Personal information
- Date of birth: 18 January 2003 (age 23)
- Place of birth: Latvia
- Height: 1.80 m (5 ft 11 in)
- Positions: Defender; midfielder;

Team information
- Current team: Zlín
- Number: 5

Youth career
- Tukums 2000

Senior career*
- Years: Team / Apps / (Gls)
- 2019–2021: Tukums 2000 / 30 / (0)
- 2022–2024: Valmiera / 32 / (1)
- 2024–2025: → Valmiera II (loan) / 7 / (2)
- 2025: Jelgava / 33 / (2)
- 2026–: Zlín / 9 / (0)
- 2026–: → Zlín B (loan) / 3 / (0)

International career^{‡}
- 2019: Latvia U17 / 11 / (2)
- 2021: Latvia U19 / 3 / (0)
- 2022–2024: Latvia U21 / 7 / (0)
- 2025–: Latvia / 4 / (0)

= Kristers Penkevics =

Latvian footballer (born 2003)

Kristers Penkevics (born 18 January 2003) is a Latvian professional footballer who plays as a defender or midfielder for Zlín.

==Club career==
As a youth player, Penkevics joined the youth academy of Latvian side Tukums 2000 and was promoted to the club's senior team in 2019, where he made thirty league appearances and scored zero goals and helped the club achieve promotion from the second tier to the top flight.

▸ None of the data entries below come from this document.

//! User function registry.
//!
//! Compiles user function definitions (name, parameter names, body source)
//! into callables. A definition that fails to compile is reported and left
//! out; it never prevents the others from compiling.

use std::sync::Arc;

use indexmap::IndexMap;
use serde::{Deserialize, Serialize};
use thiserror::Error;

use crate::api::{Diagnostic, Severity};
use crate::parser::{ParseError, Stmt, is_identifier, parse_function_body};
use crate::stdlib::STDLIB_GLOBALS;

/// Names bound in every expression besides the standard library.
pub const EXPRESSION_BINDINGS: &[&str] = &["context", "scope"];

/// A user-authored function definition, as stored by the editor.
#[derive(Debug, Clone, PartialEq, Serialize, Deserialize)]
pub struct UserFunction {
    #[serde(default)]
    pub id: String,
    pub name: String,
    #[serde(default)]
    pub args: Vec<String>,
    pub body: String,
}

impl UserFunction {
    pub fn new(name: &str, args: &[&str], body: &str) -> Self {
        Self {
            id: name.to_string(),
            name: name.to_string(),
            args: args.iter().map(|a| a.to_string()).collect(),
            body: body.to_string(),
        }
    }
}

/// The executable form of a [`UserFunction`].
#[derive(Debug, PartialEq)]
pub struct CompiledFunction {
    pub id: String,
    pub name: String,
    pub params: Vec<String>,
    pub body: Vec<Stmt>,
}

/// Compiled functions by name, in definition order.
#[derive(Debug, Default, Clone)]
pub struct FunctionTable {
    functions: IndexMap<String, Arc<CompiledFunction>>,
}

impl FunctionTable {
    pub fn get(&self, name: &str) -> Option<&Arc<CompiledFunction>> {
        self.functions.get(name)
    }

    pub fn contains(&self, name: &str) -> bool {
        self.functions.contains_key(name)
    }

    pub fn len(&self) -> usize {
        self.functions.len()
    }

    pub fn is_empty(&self) -> bool {
        self.functions.is_empty()
    }

    pub fn iter(&self) -> impl Iterator<Item = (&str, &Arc<CompiledFunction>)> {
        self.functions.iter().map(|(name, f)| (name.as_str(), f))
    }

    pub fn names(&self) -> impl Iterator<Item = &str> {
        self.functions.keys().map(String::as_str)
    }

    fn insert(&mut self, function: CompiledFunction) {
        self.functions
            .insert(function.name.clone(), Arc::new(function));
    }
}

/// Why a user function failed to compile.
#[derive(Debug, Clone, PartialEq, Error)]
pub enum FunctionErrorKind {
    #[error("'{0}' is not a valid function name")]
    InvalidName(String),

    #[error("'{0}' is reserved and cannot be used as a function name")]
    ReservedName(String),

    #[error("'{0}' is not a valid parameter name")]
    InvalidParameter(String),

    #[error("Duplicate parameter name '{0}'")]
    DuplicateParameter(String),

    #[error("{0}")]
    Parse(ParseError),
}

/// A user function that failed to compile.
#[derive(Debug, Clone, PartialEq, Error)]
#[error("Function '{name}': {kind}")]
pub struct FunctionError {
    pub id: String,
    pub name: String,
    pub kind: FunctionErrorKind,
}

impl FunctionError {
    /// A warning diagnostic; for parse errors it points into the body.
    pub fn to_diagnostic(&self) -> Diagnostic {
        let (code, base) = match &self.kind {
            FunctionErrorKind::InvalidName(_) => {
                ("F001", Diagnostic::warning(self.kind.to_string()))
            }
            FunctionErrorKind::ReservedName(_) => (
                "F002",
                Diagnostic {
                    help: Some("Rename the function".to_string()),
                    ..Diagnostic::warning(self.kind.to_string())
                },
            ),
            FunctionErrorKind::InvalidParameter(_) => {
                ("F003", Diagnostic::warning(self.kind.to_string()))
            }
            FunctionErrorKind::DuplicateParameter(_) => {
                ("F004", Diagnostic::warning(self.kind.to_string()))
            }
            FunctionErrorKind::Parse(err) => {
                let parsed = err.to_diagnostic();
                (
                    "F005",
                    Diagnostic {
                        severity: Severity::Warning,
                        ..parsed
                    },
                )
            }
        };
        Diagnostic {
            function: Some(self.name.clone()),
            code: Some(code.to_string()),
            ..base
        }
    }
}

fn is_reserved(name: &str) -> bool {
    EXPRESSION_BINDINGS.contains(&name) || STDLIB_GLOBALS.contains(&name)
}

/// Compile one definition.
pub fn compile(def: &UserFunction) -> Result<CompiledFunction, FunctionError> {
    let fail = |kind| FunctionError {
        id: def.id.clone(),
        name: def.name.clone(),
        kind,
    };

    if !is_identifier(&def.name) {
        return Err(fail(FunctionErrorKind::InvalidName(def.name.clone())));
    }
    if is_reserved(&def.name) {
        return Err(fail(FunctionErrorKind::ReservedName(def.name.clone())));
    }
    for (i, param) in def.args.iter().enumerate() {
        if !is_identifier(param) {
            return Err(fail(FunctionErrorKind::InvalidParameter(param.clone())));
        }
        if def.args[..i].contains(param) {
            return Err(fail(FunctionErrorKind::DuplicateParameter(param.clone())));
        }
    }
    let body = parse_function_body(&def.body).map_err(|e| fail(FunctionErrorKind::Parse(e)))?;

    Ok(CompiledFunction {
        id: def.id.clone(),
        name: def.name.clone(),
        params: def.args.clone(),
        body,
    })
}

/// Compile every definition. Later definitions replace earlier ones with the
/// same name; failed definitions are returned alongside the table.
pub fn compile_all(defs: &[UserFunction]) -> (FunctionTable, Vec<FunctionError>) {
    let mut table = FunctionTable::default();
    let mut errors = Vec::new();
    for def in defs {
        match compile(def) {
            Ok(function) => table.insert(function),
            Err(err) => {
                tracing::warn!(
                    function = %def.name,
                    error = %err.kind,
                    "Skipping user function that failed to compile"
                );
                errors.push(err);
            }
        }
    }
    (table, errors)
}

Ahead of the 2022 season, he signed for Latvian side Valmiera, where he made thirty-two league appearances and scored one goal and helped the club win the league title. Three years later, he signed for Latvian side Jelgava, where he made thirty-three league appearances and scored two goals. Following his stint there, he signed for Czech side Zlín.

==International career==
Penkevics is a Latvia international. During the summer of 2026, he played for the Latvia national football team at the 2026 Baltic Cup.

==Personal life==
Penkevics was born on 18 January 2003. Born in Latvia, he enjoys reading as a hobby.